Getting vaccinated is important. It protects you and the people around you.
It’s not just a personal choice. We all have a responsibility to care for the most vulnerable in our communities.
I replied a few days ago to a post on Facebook which claimed vaccines didn’t work, and are unnecessary because there are good, cheap medications which prevent COVID-19 or reduce its severity. It was talking about Hydroxychloroquine and Ivermectin, of course. I posted a link to studies showing there is no evidence of any positive effect for Hydroxychloroquine, and very limited evidence for any value in Ivermectin.
Someone responded that this was wrong because the whole world had seen the huge benefits of Ivermectin treatment in India. Sadly, nothing could be further from the truth. What happened was that the usual anti-vax quacks misunderstood the data, and came up with impressive looking misleading graphics (one of the few things they do well), and circulated these amongst the usual people on Facebook and Twitter who could be guaranteed to look no further and ask no questions, but would simply pass them on because they agree with the positions they have already adopted.
Bad enough that ordinary people do this. I can understand questions, but reposting misleading and dangerous graphics and misinformation costs lives. If you have questions, go to genuine medical and science sources, or ask your GP.
It is even worse when politicians and public figures, who should be held to higher standards, repeat the same dangerous propaganda.
This morning I noticed a post from Senator Gerard Rennick, which makes the claim that Australia’s COVID19 Clinical Evidence Taskforce has found that Ivermectin reduces deaths from 53 to 22 per 1,000 cases, ICU admissions from 115 to 61 per 1,000 cases, and increases viral clearance within 7-10 days from 539 to 701 per 1,000 cases. Impressive figures. Except that a few minutes of checking reveals that this is not what the COVID19 Clinical Evidence Taskforce has found at all.
Even good sources can be misread, and misrepresented. In this case, given that the Senator and the Senator’s staff can be assumed to be reasonably intelligent, and to have reasonable comprehension skills, it is difficult to avoid the conclusion this post and accompanying graphic are not deliberately misleading. That is, the Senator is lying to you. If a person or organisation needs to lie to make a point, then they almost certainly have no point to make. Lying about vitally important medical information and treatment is especially morally despicable.

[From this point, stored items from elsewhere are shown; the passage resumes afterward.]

use std::fs;
use std::path::{Path, PathBuf};

use tracing::{debug, info, instrument, warn};

use crate::error::{PayrollError, Result};
use crate::group::{CompanyGroups, Placement, RunContext};
use crate::io::excel_write;
use crate::io::payroll_read::{self, RawLine};
use crate::layout::build_workbook;
use crate::model::RunReport;
use crate::parse::{PayrollLine, classify_line};

/// Workbook name used when no output path is given.
pub const DEFAULT_OUTPUT_FILE: &str = "Payroll_Organized_By_Company.xlsx";

/// Where to look for payroll files and where to put the workbook.
#[derive(Debug, Clone, PartialEq, Eq)]
pub struct OrganizeOptions {
    pub input_dir: PathBuf,
    pub output: PathBuf,
}

impl Default for OrganizeOptions {
    fn default() -> Self {
        Self {
            input_dir: PathBuf::from("."),
            output: PathBuf::from(DEFAULT_OUTPUT_FILE),
        }
    }
}

/// Organises every payroll file of `options.input_dir` into one workbook.
#[instrument(
    level = "info",
    skip_all,
    fields(input_dir = %options.input_dir.display(), output = %options.output.display())
)]
pub fn organize_directory(options: &OrganizeOptions) -> Result<RunReport> {
    let files = payroll_read::discover_payroll_files(&options.input_dir)?;
    info!(file_count = files.len(), "discovered payroll files");
    organize_files(&files, &options.output)
}

/// Groups the employees of `inputs` by company and writes one sheet per
/// company to `output`. Files that cannot be opened are skipped. Fails with
/// [`PayrollError::NoEmployees`], leaving `output` untouched, when no
/// company has an employee.
#[instrument(level = "info", skip_all, fields(output = %output.display()))]
pub fn organize_files(inputs: &[PathBuf], output: &Path) -> Result<RunReport> {
    let mut report = RunReport {
        files_discovered: inputs.len(),
        output: output.display().to_string(),
        ..RunReport::default()
    };

    let mut groups = CompanyGroups::new();
    let mut context = RunContext::new();
    for input in inputs {
        context.reset();
        collect_file(input, &mut groups, &mut context, &mut report);
    }
    info!(company_count = groups.len(), "grouped employees by company");

    let workbook = build_workbook(&groups.into_groups());
    report.sheets_written = workbook.tables.len();
    report.empty_groups = workbook.empty_groups.len();
    debug!(sheet_count = workbook.tables.len(), "workbook constructed");
    if workbook.tables.is_empty() {
        return Err(PayrollError::NoEmployees);
    }

    excel_write::write_workbook(output, &workbook)?;
    info!("all data processed and organised by company");
    Ok(report)
}

/// Writes `report` as pretty JSON.
pub fn write_report(path: &Path, report: &RunReport) -> Result<()> {
    let json_string = serde_json::to_string_pretty(report)?;
    fs::write(path, json_string)?;
    Ok(())
}

#[instrument(level = "info", skip_all, fields(file = %input.display()))]
fn collect_file(
    input: &Path,
    groups: &mut CompanyGroups,
    context: &mut RunContext,
    report: &mut RunReport,
) {
    info!("processing file");
    let lines = match payroll_read::open_payroll_file(input) {
        Ok(lines) => lines,
        Err(error) => {
            warn!(%error, "payroll file could not be opened; skipping");
            report.files_skipped += 1;
            return;
        }
    };
    report.files_processed += 1;

    let source = payroll_read::source_name(input);
    for item in lines {
        let (line_number, raw) = match item {
            Ok(item) => item,
            Err(error) => {
                warn!(%error, "read failed; skipping rest of file");
                break;
            }
        };
        report.lines_read += 1;

        let text = match raw {
            RawLine::Text(text) => text,
            RawLine::Undecodable(content) => {
                warn!(line_number, %content, "line is not valid UTF-8; skipping");
                report.malformed_lines += 1;
                continue;
            }
        };

        match classify_line(&text, &source) {
            PayrollLine::Blank => {}
            PayrollLine::Header(header) => {
                report.header_lines += 1;
                let company = groups.open_company(context, &header);
                debug!(line_number, company_id = %header.company_id, %company, "company header");
            }
            PayrollLine::Detail(record) => {
                report.detail_lines += 1;
                let full_name = record.full_name.clone();
                if groups.add_employee(context, record) == Placement::Orphan {
                    warn!(
                        line_number,
                        employee = %full_name,
                        company = %context.current_company(),
                        "employee found without associated company"
                    );
                    report.orphan_records += 1;
                }
            }
            PayrollLine::Ignored(marker) => {
                report.ignored_lines += 1;
                debug!(line_number, %marker, "ignoring line with unknown marker");
            }
        }
    }
}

What does the Taskforce say? It has reviewed hundreds of papers on dozens of different subjects relating to COVID19 spread, prevention and treatment. On Ivermectin, they summarise the results of relevant papers. That is what the figures above are – summaries of a few of many papers reviewed. NOT. I repeat, NOT, the view of most papers, or of the Taskforce itself. The taskforce specifically says about each of the papers quoted, that they have low confidence, because in each case the reliability of those studies is undermined by bias (in other words, the writers found what they wanted to find) and poor study design. The Taskforce, after reviewing all the papers available, and considering the dozens of ongoing studies into possible anti-viral effects of Ivermectin, find there is no evidence to support its use outside of well-designed clinical trials.
The real findings? “In comparison to SOC or placebo, IVM did not reduce all-cause mortality, length of stay or viral clearance in RCTs in COVID-19 patients with mostly mild disease. IVM did not have an effect on AEs or severe AEs. IVM is not a viable option to treat COVID-19 patients.” https://academic.oup.com/cid/advance-article/doi/10.1093/cid/ciab591/6310839
What is particularly disappointing about this is that Gerard Rennick, Malcom Roberts, and George Christiansen, who have a lot to offer, are undermining their credibility in matters on which they are knowledgeable and in which they have made genuine contributions, by repeatedly posting what amounts to anti-vax silliness.
Ditto for some other sources such as Catallaxy Files, one of Australia’s best websites for discussion of economic issues, which has posted such nonsense as the claim that the COVID19 virus and variants have never been isolated. This would come as news to the dozens of teams around the world who have done just that, and on the result of whose work the vaccines were designed. Or that Ivermectin research is being quashed. Again, news to the dozens of teams of researchers around the world who are pursuing possible anti-viral effects, even though there is currently no evidence of such effects at non-lethal doses, and it is difficult from a pharmacokinetic point of view to see how there could be useful anti-viral effects in vivo.
The tidal wave of dangerous nonsense continues. Don’t accept it. Check with real sources, or ask your GP.